» **INSTRUCTIONS TO FOLLOW**:
Once the line containing "self.apply_commit(&mut tx, commit, &current, &mut" is found in the records below, return it and each following line exactly, up to and including the line containing "if pending >= self.cfg.batch_size", and nothing else.

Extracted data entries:
*** Block opens ***
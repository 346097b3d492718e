//! fogo CLI: thin glue around the store and the reconciliation engine.
//!
//! Order matters in `sync`: the snapshot source is validated before the
//! database is touched, so an invalid source is fatal with zero DB mutation.

use anyhow::{Context, Result};
use clap::{Parser, Subcommand};
use tracing::info;

use fogo_engine::{EngineConfig, PlanMode, ReconcileEngine, RunReport};
use fogo_source::GitCliSource;

#[derive(Parser)]
#[command(name = "fogo")]
#[command(about = "Wildfire lifecycle reconstruction from a snapshot log", long_about = None)]
struct Cli {
    #[command(subcommand)]
    cmd: Commands,
}

#[derive(Subcommand)]
enum Commands {
    /// Database commands
    Db {
        #[command(subcommand)]
        cmd: DbCmd,
    },

    /// Replay new snapshot-log commits into the store
    Sync {
        /// Path to the git checkout holding the snapshot log
        #[arg(long)]
        repo: String,

        /// Path of the snapshot file inside the repository
        #[arg(long, default_value = "fogos.json")]
        file: String,

        /// Clear the cursor first and replay the full history
        #[arg(long, default_value_t = false)]
        full: bool,

        /// Commits per write transaction
        #[arg(long, default_value_t = EngineConfig::DEFAULT_BATCH_SIZE)]
        batch_size: usize,
    },
}

#[derive(Subcommand)]
enum DbCmd {
    /// Connectivity + schema presence
    Status,

    /// Apply embedded migrations (idempotent)
    Migrate,
}

#[tokio::main]
async fn main() -> Result<()> {
    // Load .env.local if present (dev convenience). Silent if absent.
    let _ = dotenvy::from_filename(".env.local");
    init_tracing();

    let cli = Cli::parse();
    match cli.cmd {
        Commands::Db { cmd } => match cmd {
            DbCmd::Status => {
                let pool = fogo_db::connect_from_env().await?;
                let st = fogo_db::status(&pool).await?;
                println!("ok: {}", st.ok);
                println!("has fires table: {}", st.has_fires_table);
            }
            DbCmd::Migrate => {
                let pool = fogo_db::connect_from_env().await?;
                fogo_db::migrate(&pool).await?;
                println!("migrations applied");
            }
        },

        Commands::Sync {
            repo,
            file,
            full,
            batch_size,
        } => {
            // Source first: a bad path must fail before any DB mutation.
            let source = GitCliSource::open(&repo)
                .with_context(|| format!("cannot open snapshot log at '{repo}'"))?;

            let pool = fogo_db::connect_from_env().await?;
            fogo_db::migrate(&pool).await?;

            if full {
                info!("forced full rescan: clearing cursor");
                fogo_db::clear_cursor(&pool).await?;
            }

            let cfg = EngineConfig::new(file).with_batch_size(batch_size);
            let report = ReconcileEngine::new(source, pool, cfg).run().await?;
            print_report(&report);
        }
    }

    Ok(())
}

fn print_report(report: &RunReport) {
    let mode = match report.mode {
        PlanMode::UpToDate => "up to date",
        PlanMode::FirstRun => "first run",
        PlanMode::Incremental => "incremental",
        PlanMode::FullRescan => "full rescan (cursor did not resolve)",
    };
    println!("mode:        {mode}");
    println!("planned:     {} commits", report.planned);
    println!("processed:   {} commits", report.processed);
    println!(
        "events:      {} new, {} updated, {} disappeared",
        report.new_events, report.updated_events, report.disappeared_events
    );
    println!(
        "cursor:      {}",
        report.cursor.as_deref().unwrap_or("(unset)")
    );
}

fn init_tracing() {
    tracing_subscriber::fmt()
        .with_env_filter(
            tracing_subscriber::EnvFilter::try_from_default_env().unwrap_or_else(|_| "info".into()),
        )
        .init();
}
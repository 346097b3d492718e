//! The replay loop.
//!
//! # Per-commit processing order (load-bearing)
//! 1. parse the snapshot into the current fire map;
//! 2. every id present in the map: NEW / UPDATED / UNCHANGED against the
//!    tracked state from *before* this commit;
//! 3. every tracked id absent from the map whose tracked `active` flag is
//!    still true: DISAPPEARED (the flag is forced false exactly once, so an
//!    entity that stays absent emits no further events);
//! 4. fold this commit's records into tracked state.
//!
//! Disappearance is defined relative to pre-commit state, so step 3 must
//! not observe step 2's folds — hence the explicit step 4.
//!
//! # Reappearance policy
//! A disappeared entity's tracked baseline carries `active = false`.  When
//! it reappears active, the activity flag alone makes `differs` true, so a
//! reappearance is always recorded as UPDATED — never silently UNCHANGED,
//! never a duplicate NEW.

use std::collections::{BTreeMap, BTreeSet};

use anyhow::{Context, Result};
use sqlx::{Sqlite, SqliteConnection, SqlitePool, Transaction};
use tracing::{info, warn};

use fogo_db::{EventKind, FireIndexRow, FireRow, FireUpdate, NewEvent};
use fogo_snapshot::{differs, parse_snapshot, FireRecord};
use fogo_source::{CommitInfo, SnapshotSource};

use crate::plan::{plan_range, PlanMode};
use crate::seed::load_seed_states;

/// Engine settings for one run.
#[derive(Debug, Clone)]
pub struct EngineConfig {
    /// Path of the snapshot file inside the log (e.g. `fogos.json`).
    pub file_path: String,
    /// Commits per write transaction.  The cursor advances at every batch
    /// boundary, trading durability granularity against throughput.
    pub batch_size: usize,
}

impl EngineConfig {
    pub const DEFAULT_BATCH_SIZE: usize = 20;

    pub fn new(file_path: impl Into<String>) -> Self {
        Self {
            file_path: file_path.into(),
            batch_size: Self::DEFAULT_BATCH_SIZE,
        }
    }

    pub fn with_batch_size(mut self, batch_size: usize) -> Self {
        self.batch_size = batch_size.max(1);
        self
    }
}

/// What one run did, for operator reporting.
#[derive(Debug, Clone, PartialEq, Eq)]
pub struct RunReport {
    pub mode: PlanMode,
    /// Commits the planner selected.
    pub planned: usize,
    /// Commits actually replayed and committed.
    pub processed: usize,
    pub new_events: usize,
    pub updated_events: usize,
    pub disappeared_events: usize,
    /// Cursor position after the run.
    pub cursor: Option<String>,
}

/// Replays the snapshot log against the persisted store.
///
/// Owns the tracked-state map for the duration of one run; nothing about a
/// run survives into the next one except what is persisted.
pub struct ReconcileEngine<S: SnapshotSource> {
    source: S,
    pool: SqlitePool,
    cfg: EngineConfig,
}

impl<S: SnapshotSource> ReconcileEngine<S> {
    pub fn new(source: S, pool: SqlitePool, cfg: EngineConfig) -> Self {
        Self { source, pool, cfg }
    }

    /// Plan, seed, replay, and report.
    pub async fn run(&self) -> Result<RunReport> {
        let commits = self
            .source
            .list_commits()
            .context("listing snapshot log commits")?;
        let cursor = fogo_db::get_cursor(&self.pool).await?;
        let plan = plan_range(cursor.as_deref(), &commits);

        let mut report = RunReport {
            mode: plan.mode,
            planned: plan.commits.len(),
            processed: 0,
            new_events: 0,
            updated_events: 0,
            disappeared_events: 0,
            cursor: cursor.clone(),
        };

        match plan.mode {
            PlanMode::UpToDate => {
                info!(cursor = cursor.as_deref(), "already up to date");
                return Ok(report);
            }
            PlanMode::FirstRun => info!(planned = report.planned, "first run; replaying full history"),
            PlanMode::Incremental => info!(planned = report.planned, "replaying new commits"),
            PlanMode::FullRescan => warn!(
                cursor = cursor.as_deref(),
                planned = report.planned,
                "cursor no longer resolves against the log; falling back to full history"
            ),
        }
        if plan.commits.is_empty() {
            return Ok(report);
        }

        let index = fogo_db::fire_index(&self.pool).await?;
        let mut known: BTreeSet<String> = index.iter().map(|r| r.fire_id.clone()).collect();
        let mut state = self.seed_state(&index);

        let total = plan.commits.len();
        let mut tx: Transaction<'static, Sqlite> =
            self.pool.begin().await.context("begin batch transaction")?;
        let mut pending = 0usize;

        for (i, commit) in plan.commits.iter().enumerate() {
            let bytes = self
                .source
                .read_file_at(&commit.id, &self.cfg.file_path)
                .with_context(|| format!("reading snapshot at commit '{}'", commit.id))?;
            let current = parse_snapshot(bytes.as_deref());

            self.apply_commit(&mut tx, commit, &current, &mut known, &mut state, &mut report)
                .await?;
            report.processed += 1;
            pending += 1;

            if pending >= self.cfg.batch_size || i + 1 == total {
                fogo_db::set_cursor(&mut tx, &commit.id).await?;
                tx.commit().await.context("commit batch transaction")?;
                report.cursor = Some(commit.id.clone());
                tx = self.pool.begin().await.context("begin batch transaction")?;
                pending = 0;
            }
        }
        // The loop always commits on its final iteration; the transaction
        // opened after that holds no writes and rolls back on drop.
        drop(tx);

        info!(
            processed = report.processed,
            new = report.new_events,
            updated = report.updated_events,
            disappeared = report.disappeared_events,
            cursor = report.cursor.as_deref(),
            "replay complete"
        );
        Ok(report)
    }

    fn seed_state(&self, index: &[FireIndexRow]) -> BTreeMap<String, FireRecord> {
        if index.is_empty() {
            return BTreeMap::new();
        }
        load_seed_states(&self.source, index, &self.cfg.file_path)
    }

    async fn apply_commit(
        &self,
        conn: &mut SqliteConnection,
        commit: &CommitInfo,
        current: &BTreeMap<String, FireRecord>,
        known: &mut BTreeSet<String>,
        state: &mut BTreeMap<String, FireRecord>,
        report: &mut RunReport,
    ) -> Result<()> {
        // Step 2: ids present in this snapshot.
        for (id, rec) in current {
            if !known.contains(id) {
                fogo_db::insert_fire(&mut *conn, &new_fire_row(rec, commit)).await?;
                fogo_db::append_event(&mut *conn, &observation_event(rec, commit, EventKind::New))
                    .await?;
                known.insert(id.clone());
                report.new_events += 1;
            } else if differs(state.get(id), Some(rec)) {
                fogo_db::update_fire(&mut *conn, &fire_update(rec, commit)).await?;
                fogo_db::append_event(
                    &mut *conn,
                    &observation_event(rec, commit, EventKind::Updated),
                )
                .await?;
                report.updated_events += 1;
            } else {
                fogo_db::touch_fire(&mut *conn, id, &commit.id, rec.data_timestamp()).await?;
            }
        }

        // Step 3: tracked ids absent from this snapshot, judged against the
        // state from before this commit.
        let absent: Vec<String> = state
            .keys()
            .filter(|id| !current.contains_key(*id))
            .cloned()
            .collect();
        for id in absent {
            let Some(last) = state.get_mut(&id) else {
                continue;
            };
            if !last.active {
                continue;
            }
            fogo_db::mark_fire_inactive(&mut *conn, &id, &commit.id, commit.timestamp).await?;
            fogo_db::append_event(&mut *conn, &disappearance_event(&id, last, commit)).await?;
            last.active = false;
            report.disappeared_events += 1;
        }

        // Step 4: fold this commit's records into tracked state.
        for (id, rec) in current {
            state.insert(id.clone(), rec.clone());
        }
        Ok(())
    }
}

fn new_fire_row(rec: &FireRecord, commit: &CommitInfo) -> FireRow {
    FireRow {
        fire_id: rec.id.clone(),
        lat: rec.lat,
        lng: rec.lng,
        location: rec.location.clone(),
        district: rec.district.clone(),
        concelho: rec.concelho.clone(),
        freguesia: rec.freguesia.clone(),
        natureza: rec.natureza.clone(),
        first_seen_commit: commit.id.clone(),
        first_seen_ts: rec.date_time.map(|d| d.sec),
        last_seen_commit: commit.id.clone(),
        last_seen_ts: rec.data_timestamp(),
        is_active: rec.active,
    }
}

fn fire_update(rec: &FireRecord, commit: &CommitInfo) -> FireUpdate {
    FireUpdate {
        fire_id: rec.id.clone(),
        lat: rec.lat,
        lng: rec.lng,
        location: rec.location.clone(),
        district: rec.district.clone(),
        concelho: rec.concelho.clone(),
        freguesia: rec.freguesia.clone(),
        natureza: rec.natureza.clone(),
        last_seen_commit: commit.id.clone(),
        last_seen_ts: rec.data_timestamp(),
        is_active: rec.active,
    }
}

fn observation_event(rec: &FireRecord, commit: &CommitInfo, kind: EventKind) -> NewEvent {
    NewEvent {
        fire_id: rec.id.clone(),
        commit_id: commit.id.clone(),
        commit_ts: commit.timestamp,
        data_ts: rec.data_timestamp(),
        status: rec.status.clone(),
        status_code: rec.status_code,
        man: rec.man,
        terrain: rec.terrain,
        aerial: rec.aerial,
        aquatic: rec.meios_aquaticos,
        active: rec.active,
        kind,
        raw: Some(rec.raw.clone()),
    }
}

/// No data point exists for an absence, so the commit timestamp stands in
/// for the data timestamp and the last known payload is logged.
fn disappearance_event(fire_id: &str, last: &FireRecord, commit: &CommitInfo) -> NewEvent {
    NewEvent {
        fire_id: fire_id.to_string(),
        commit_id: commit.id.clone(),
        commit_ts: commit.timestamp,
        data_ts: Some(commit.timestamp),
        status: Some("Disappeared from source".to_string()),
        status_code: None,
        man: last.man,
        terrain: last.terrain,
        aerial: last.aerial,
        aquatic: last.meios_aquaticos,
        active: false,
        kind: EventKind::Disappeared,
        raw: Some(last.raw.clone()),
    }
}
*** Block closes ***
» **TASK RESPONSE**:
            self.apply_commit(&mut tx, commit, &current, &mut known, &mut state, &mut report)
                .await?;
            report.processed += 1;
            pending += 1;

            if pending >= self.cfg.batch_size || i + 1 == total {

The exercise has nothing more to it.